Given that economic background, which is, I think, the standard viewpoint that the broad range of economists of whatever party agree with, it follows that there isn't any particular right deficit or right surplus. If we reduce the deficit $50 billion, that is good because it is $50 billion lower.

If we reduce it $100 billion, that is better. If we knock $200 billion or $400 billion or $600 billion off the projected 2002 deficit, each would give us that much more future consumption at the price of current consumption, a policy tradeoff. When I talk about $600 billion, I am talking about surpluses in the year 2002 rather than balanced budgets.

Any number along that spectrum is purely an arbitrary target. The right answer is in general-the more, the better and the more the better is a value tradeoff.

However, even here this issue depends in large part on what the private savings rate is. When the private savings rate was much higher than it is now, back in the good old days of the 1960's and the 1950's, the Government could run a deficit and the net national saving rate would still be plenty high, there would be plenty of money for investment, and future productivity growth would be large.

When the private savings rate is as abysmally low as it is now, I think a strong case could be made that the Government should be running surpluses right now, not balanced budgets. If you have a balanced budget target, people say we have hit our target; fine. The target is inherently arbitrary and does not take into account the real fundamental economic question, which is, is the Nation saving enough, too much, or too little. This is a way of getting back to saying that any arbitrary target, any target fixed in some past time and applying to the present, is bound to be wrong because conditions change.

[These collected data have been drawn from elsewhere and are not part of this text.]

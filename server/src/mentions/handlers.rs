//! Webhook HTTP handlers.

use axum::{
    extract::{Path, State},
    http::StatusCode,
    Json,
};
use bytes::Bytes;
use serde_json::Value;
use tracing::{debug, instrument};

use super::types::AckResponse;
use crate::api::AppState;

/// `POST /webhooks/{source}`
///
/// Any `source` is accepted; all mentions go through the same gateway. A body
/// that is not JSON is treated like one without `data`.
#[instrument(skip(state, body), fields(body_len = body.len()))]
pub async fn receive_webhook(
    State(state): State<AppState>,
    Path(source): Path<String>,
    body: Bytes,
) -> (StatusCode, Json<AckResponse>) {
    debug!(source = %source, "Webhook received");

    let payload = serde_json::from_slice::<Value>(&body).unwrap_or(Value::Null);
    let (status, ack) = state.gateway.handle(&payload);
    (status, Json(ack))
}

And it is bound to be a value tradeoff of current consumption versus future consumption where different people have legitimate reasons to favor one more than another. I favor future consumption, but it is easy for me to say because I am part of a successful two-earner family and can afford to sacrifice more, and I have kids that I care deeply about. I can see others in another position for whom it is not so easy to say, "Sure, I will sacrifice now for someone's future benefit later."

So as I said, deficit targets, and by analogy caps in general, are bound to be too high or too low in some future time, maybe by a very substantial amount. Also they are bad macroeconomics.

They don't take account of the business cycle, and no Congress, unfortunately, can repeal the business cycle.

Graph 3 at the very end of my testimony shows the effects of the business cycle on the deficit, and it shows that one can have a cyclical deficit or a cyclical surplus that is very substantial as a share of GDP. [See p. 193.] For example, in 1983 we had a cyclical deficit that was 2.5 percent of GDP.

Trying to wipe that out in a $10 trillion economy, as it is projected to be in 2002, means $250 billion of deficit reduction in that year alone. You can't do that in a single year.

If you try to do it, you could turn a recession into a depression. Not only is this a bad idea, it is also unnecessary because the business cycles fluctuate around an underlying trend and it is really the underlying trend that is important, not the day-to-day or yearto-year fluctuations, but where the structural deficit is underneath that.

The problem is that fixed deficit targets, and fixed targets generally, ignore the business cycle. That is equally true of fixed entitlement caps that, for example, don't reflect the effect of the business cycle on caseload. Unemployment insurance is the obvious point.

Unemployment insurance doubles in essence during recessions and moves back down during normal times. A fixed deficit target that didn't account for that could do something like create a waiting list for unemployment insurance that was 6 months long. It would eviscerate the program. It is both not necessary and not useful.

The experience of Gramm-Rudman II, which set fixed deficit targets by statute, was not a good experience. Congress did two things.

First of all, it and the executive branch engaged in institutional lying to say, "Everything is fine," using rosy scenarios to say the targets would be met until they weren't met in actuality. But then it was too late because we had moved on. That institutional lying gave reporters an awful lot to talk about.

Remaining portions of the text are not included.